Task prompt:
Reproduce, please, only the lines from the first line below to the line containing "(block_height, block_hash, creation_height).", inclusive.

***** Data extract

use borsh::{BorshDeserialize, BorshSerialize};
use serde::{Deserialize, Serialize};

use crate::primitives::*;

/// A validator's signed attestation that a local block is a valid anchor candidate.
#[derive(Debug, Clone, PartialEq, Eq, BorshSerialize, BorshDeserialize, Serialize, Deserialize)]
pub struct Auth {
    /// Local height being anchored.
    pub block_height: u64,
    /// Hash of the local block being anchored.
    pub block_hash: Hash,
    /// Local tip height at which the auth was created.
    pub creation_height: u64,
    /// The signing validator.
    pub signer: PublicKey,
    /// Signature over (block_height, block_hash, creation_height).
    #[serde(with = "crate::primitives::serde_sig")]
    pub signature: Signature,
}

/// Auths sharing (block_height, block_hash, creation_height), with a signer count.
#[derive(Debug, Clone, PartialEq, Eq, Serialize, Deserialize)]
pub struct AuthGroup {
    pub block_height: u64,
    pub block_hash: Hash,
    pub creation_height: u64,
    pub signers: usize,
}

/// The validators allowed to sign auths and to vote reward confirmations.
#[derive(Debug, Clone, Default, PartialEq, Eq, Serialize, Deserialize)]
pub struct AnchorTeam {
    /// Auth team, sorted by public key.
    pub auth: Vec<PublicKey>,
    /// Confirm team, sorted by public key.
    pub confirm: Vec<PublicKey>,
}

impl AnchorTeam {
    /// Whether `pubkey` may sign auths.
    pub fn is_auth_member(&self, pubkey: &PublicKey) -> bool {
        self.auth.binary_search(pubkey).is_ok()
    }

    /// Whether `pubkey` may vote reward confirmations.
    pub fn is_confirm_member(&self, pubkey: &PublicKey) -> bool {
        self.confirm.binary_search(pubkey).is_ok()
    }
}

/// A signer and its signature, as carried inside transactions.
#[derive(Debug, Clone, PartialEq, Eq, BorshSerialize, BorshDeserialize, Serialize, Deserialize)]
pub struct SignerSignature {
    pub signer: PublicKey,
    #[serde(with = "crate::primitives::serde_sig")]
    pub signature: Signature,
}

/// The checkpoint committed into the external chain.
#[derive(Debug, Clone, PartialEq, Eq, BorshSerialize, BorshDeserialize, Serialize, Deserialize)]
pub struct AnchorPayload {
    pub local_block_height: u64,
    pub local_block_hash: Hash,
    pub creation_height: u64,
    /// External tx hash of the previous rewarded anchor (zero-hash if none).
    pub previous_anchor: Hash,
    /// Where the community reward is paid.
    pub reward_address: Address,
    /// Auth signatures over (local_block_height, local_block_hash, creation_height).
    pub auths: Vec<SignerSignature>,
}

/// An external-chain output funding an anchor transaction.
#[derive(Debug, Clone, PartialEq, Eq, BorshSerialize, BorshDeserialize, Serialize, Deserialize)]
pub struct ExternalInput {
    pub txid: Hash,
    pub vout: u32,
    pub amount: u64,
}

/// An external-chain transaction carrying an anchor payload.
#[derive(Debug, Clone, PartialEq, Eq, BorshSerialize, BorshDeserialize, Serialize, Deserialize)]
pub struct AnchorTransaction {
    pub inputs: Vec<ExternalInput>,
    /// Fee paid on the external chain.
    pub fee: u64,
    pub payload: AnchorPayload,
    /// One signature per input, by the key that owns it.
    pub input_signatures: Vec<SignerSignature>,
}

/// An anchor transaction seen on the external chain but not yet promoted.
#[derive(Debug, Clone, PartialEq, Eq, BorshSerialize, BorshDeserialize, Serialize, Deserialize)]
pub struct PendingAnchor {
    pub external_tx_hash: Hash,
    pub external_block_height: u64,
    pub local_block_height: u64,
    pub local_block_hash: Hash,
    pub reward_address: Address,
    pub signature_count: u32,
    pub creation_height: u64,
    pub confirmations: u64,
}

/// A promoted anchor tracked by the registry.
#[derive(Debug, Clone, PartialEq, Eq, BorshSerialize, BorshDeserialize, Serialize, Deserialize)]
pub struct Anchor {
    pub external_block_height: u64,
    pub external_tx_hash: Hash,
    /// External tx hash of the most recently rewarded lower anchor (zero-hash if none).
    pub previous_anchor_tx_hash: Hash,
    pub local_block_height: u64,
    pub local_block_hash: Hash,
    pub reward_address: Address,
    pub confirmations: u64,
    pub signature_count: u32,
    pub creation_height: u64,
    pub active: bool,
}

impl Anchor {
    /// Build an inactive anchor from a pending entry.
    pub fn from_pending(pending: PendingAnchor) -> Self {
        Self {
            external_block_height: pending.external_block_height,
            external_tx_hash: pending.external_tx_hash,
            previous_anchor_tx_hash: ZERO_HASH,
            local_block_height: pending.local_block_height,
            local_block_hash: pending.local_block_hash,
            reward_address: pending.reward_address,
            confirmations: pending.confirmations,
            signature_count: pending.signature_count,
            creation_height: pending.creation_height,
            active: false,
        }
    }

    /// Turn the anchor back into a pending entry (external reorg).
    pub fn into_pending(self) -> PendingAnchor {
        PendingAnchor {
            external_tx_hash: self.external_tx_hash,
            external_block_height: self.external_block_height,
            local_block_height: self.local_block_height,
            local_block_hash: self.local_block_hash,
            reward_address: self.reward_address,
            signature_count: self.signature_count,
            creation_height: self.creation_height,
            confirmations: 0,
        }
    }
}

/// An entry of the unrewarded list.
#[derive(Debug, Clone, PartialEq, Eq, Serialize, Deserialize)]
pub struct UnrewardedAnchor {
    pub local_height: u64,
    pub local_hash: Hash,
    pub external_height: u64,
    pub external_hash: Hash,
}

/// A confirm-team member's signed vote to pay the reward of an anchor.
#[derive(Debug, Clone, PartialEq, Eq, BorshSerialize, BorshDeserialize, Serialize, Deserialize)]
pub struct RewardVote {
    pub anchor_tx_hash: Hash,
    pub local_anchor_height: u64,
    pub previous_anchor_height: u64,
    pub reward_address: Address,
    pub signer: PublicKey,
    #[serde(with = "crate::primitives::serde_sig")]
    pub signature: Signature,
}

/// An in-flight quorum vote for the head of the unrewarded list.
#[derive(Debug, Clone, PartialEq, Eq, Serialize, Deserialize)]
pub struct RewardConfirm {
    pub local_anchor_height: u64,
    pub previous_anchor_height: u64,
    pub reward_address: Address,
    pub signer_count: usize,
    pub external_tx_hash: Hash,
}

/// The payout carried by the local block that pays an anchor reward.
#[derive(Debug, Clone, PartialEq, Eq, BorshSerialize, BorshDeserialize, Serialize, Deserialize)]
pub struct RewardTransaction {
    pub anchor_tx_hash: Hash,
    pub reward_address: Address,
    pub amount: Amount,
    /// Confirm-team signatures over the reward vote data.
    pub confirm_signatures: Vec<SignerSignature>,
}

/// Permanent mapping from a rewarded anchor to the transaction that paid it.
#[derive(Debug, Clone, PartialEq, Eq, BorshSerialize, BorshDeserialize, Serialize, Deserialize)]
pub struct RewardRecord {
    pub anchor_tx_hash: Hash,
    pub reward_tx_hash: Hash,
    /// Local block that carried the reward transaction.
    pub local_height: u64,
    pub local_hash: Hash,
}

/// Community balances tracked by the subsystem.
#[derive(Debug, Clone, Copy, PartialEq, Eq, Serialize, Deserialize)]
pub struct CommunityBalances {
    pub anchor_reward: Amount,
}
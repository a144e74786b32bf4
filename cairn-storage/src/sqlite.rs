use std::path::Path;
use std::sync::Mutex;

use rusqlite::{params, Connection};

use crate::error::StorageError;
use crate::traits::{BatchOp, KvPairs, KvStore};

/// SQLite-backed key-value store.
/// Uses a single `kv` table with BLOB key and BLOB value columns.
pub struct SqliteStore {
    conn: Mutex<Connection>,
}

impl SqliteStore {
    /// Open (or create) a SQLite store at the given path.
    /// Use `:memory:` for an in-memory database (useful for tests).
    pub fn new(path: impl AsRef<Path>) -> Result<Self, StorageError> {
        let conn = Connection::open(path)?;
        conn.execute_batch("PRAGMA journal_mode=WAL; PRAGMA synchronous=NORMAL;")?;
        conn.execute(
            "CREATE TABLE IF NOT EXISTS kv (key BLOB PRIMARY KEY, value BLOB NOT NULL)",
            [],
        )?;
        Ok(Self {
            conn: Mutex::new(conn),
        })
    }

    fn lock(&self) -> Result<std::sync::MutexGuard<'_, Connection>, StorageError> {
        self.conn.lock().map_err(|e| StorageError::ReadError {
            reason: e.to_string(),
        })
    }
}

impl KvStore for SqliteStore {
    fn get(&self, key: &[u8]) -> Result<Option<Vec<u8>>, StorageError> {
        let conn = self.lock()?;
        let mut stmt = conn.prepare_cached("SELECT value FROM kv WHERE key = ?1")?;
        let mut rows = stmt.query(params![key])?;
        match rows.next()? {
            Some(row) => Ok(Some(row.get(0)?)),
            None => Ok(None),
        }
    }

    fn put(&self, key: &[u8], value: &[u8]) -> Result<(), StorageError> {
        let conn = self.lock()?;
        conn.execute(
            "INSERT OR REPLACE INTO kv (key, value) VALUES (?1, ?2)",
            params![key, value],
        )?;
        Ok(())
    }

    fn delete(&self, key: &[u8]) -> Result<(), StorageError> {
        let conn = self.lock()?;
        conn.execute("DELETE FROM kv WHERE key = ?1", params![key])?;
        Ok(())
    }

    fn exists(&self, key: &[u8]) -> Result<bool, StorageError> {
        let conn = self.lock()?;
        let mut stmt = conn.prepare_cached("SELECT 1 FROM kv WHERE key = ?1")?;
        let mut rows = stmt.query(params![key])?;
        Ok(rows.next()?.is_some())
    }

    fn prefix_scan(&self, prefix: &[u8]) -> Result<KvPairs, StorageError> {
        let conn = self.lock()?;
        let mut results = Vec::new();
        match increment_prefix(prefix) {
            Some(upper) => {
                let mut stmt = conn.prepare_cached(
                    "SELECT key, value FROM kv WHERE key >= ?1 AND key < ?2 ORDER BY key",
                )?;
                let mut rows = stmt.query(params![prefix, upper])?;
                while let Some(row) = rows.next()? {
                    results.push((row.get(0)?, row.get(1)?));
                }
            }
            None => {
                let mut stmt =
                    conn.prepare_cached("SELECT key, value FROM kv WHERE key >= ?1 ORDER BY key")?;
                let mut rows = stmt.query(params![prefix])?;
                while let Some(row) = rows.next()? {
                    let k: Vec<u8> = row.get(0)?;
                    if !k.starts_with(prefix) {
                        break;
                    }
                    results.push((k, row.get(1)?));
                }
            }
        }
        Ok(results)
    }

    fn write_batch(&self, ops: Vec<BatchOp>) -> Result<(), StorageError> {
        let conn = self.lock()?;
        let tx = conn.unchecked_transaction()?;
        for op in ops {
            match op {
                BatchOp::Put { key, value } => {
                    tx.execute(
                        "INSERT OR REPLACE INTO kv (key, value) VALUES (?1, ?2)",
                        params![key, value],
                    )?;
                }
                BatchOp::Delete { key } => {
                    tx.execute("DELETE FROM kv WHERE key = ?1", params![key])?;
                }
            }
        }
        tx.commit()?;
        Ok(())
    }
}

/// Increment a byte prefix to compute an exclusive upper bound.
/// Returns None if the prefix is all 0xFF bytes (no upper bound).
fn increment_prefix(prefix: &[u8]) -> Option<Vec<u8>> {
    let mut result = prefix.to_vec();
    for i in (0..result.len()).rev() {
        if result[i] < 0xFF {
            result[i] += 1;
            result.truncate(i + 1);
            return Some(result);
        }
    }
    None
}

#[cfg(test)]
mod tests {
    use super::*;

    fn make_store() -> SqliteStore {
        SqliteStore::new(":memory:").unwrap()
    }

    #[test]
    fn test_basic_crud() {
        let store = make_store();
        store.put(b"key", b"value1").unwrap();
        store.put(b"key", b"value2").unwrap();
        assert_eq!(store.get(b"key").unwrap(), Some(b"value2".to_vec()));
        assert!(store.exists(b"key").unwrap());
        store.delete(b"key").unwrap();
        assert!(!store.exists(b"key").unwrap());
    }

    #[test]
    fn test_prefix_scan() {
        let store = make_store();
        store.put(b"prefix:a", b"1").unwrap();
        store.put(b"prefix:b", b"2").unwrap();
        store.put(b"other:d", b"4").unwrap();
        store.put(&[0xFF, 0xFF, 1], b"5").unwrap();

        assert_eq!(store.prefix_scan(b"prefix:").unwrap().len(), 2);
        assert_eq!(store.prefix_scan(&[0xFF, 0xFF]).unwrap().len(), 1);
    }

    #[test]
    fn test_increment_prefix() {
        assert_eq!(increment_prefix(b"ab"), Some(b"ac".to_vec()));
        assert_eq!(increment_prefix(&[1, 0xFF]), Some(vec![2]));
        assert_eq!(increment_prefix(&[0xFF]), None);
    }

    #[test]
    fn test_batch_is_applied() {
        let store = make_store();
        store.put(b"to_delete", b"value").unwrap();
        store
            .write_batch(vec![
                BatchOp::Put {
                    key: b"batch_key".to_vec(),
                    value: b"batch_val".to_vec(),
                },
                BatchOp::Delete {
                    key: b"to_delete".to_vec(),
                },
            ])
            .unwrap();
        assert_eq!(store.get(b"batch_key").unwrap(), Some(b"batch_val".to_vec()));
        assert_eq!(store.get(b"to_delete").unwrap(), None);
    }

    #[test]
    fn test_data_survives_reopen() {
        let dir = tempfile::tempdir().unwrap();
        let path = dir.path().join("anchor.db");
        {
            let store = SqliteStore::new(&path).unwrap();
            store.put(b"persisted", b"yes").unwrap();
        }
        let store = SqliteStore::new(&path).unwrap();
        assert_eq!(store.get(b"persisted").unwrap(), Some(b"yes".to_vec()));
    }
}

**********

Exercise solution:
use borsh::{BorshDeserialize, BorshSerialize};
use serde::{Deserialize, Serialize};

use crate::primitives::*;

/// A validator's signed attestation that a local block is a valid anchor candidate.
#[derive(Debug, Clone, PartialEq, Eq, BorshSerialize, BorshDeserialize, Serialize, Deserialize)]
pub struct Auth {
    /// Local height being anchored.
    pub block_height: u64,
    /// Hash of the local block being anchored.
    pub block_hash: Hash,
    /// Local tip height at which the auth was created.
    pub creation_height: u64,
    /// The signing validator.
    pub signer: PublicKey,
    /// Signature over (block_height, block_hash, creation_height).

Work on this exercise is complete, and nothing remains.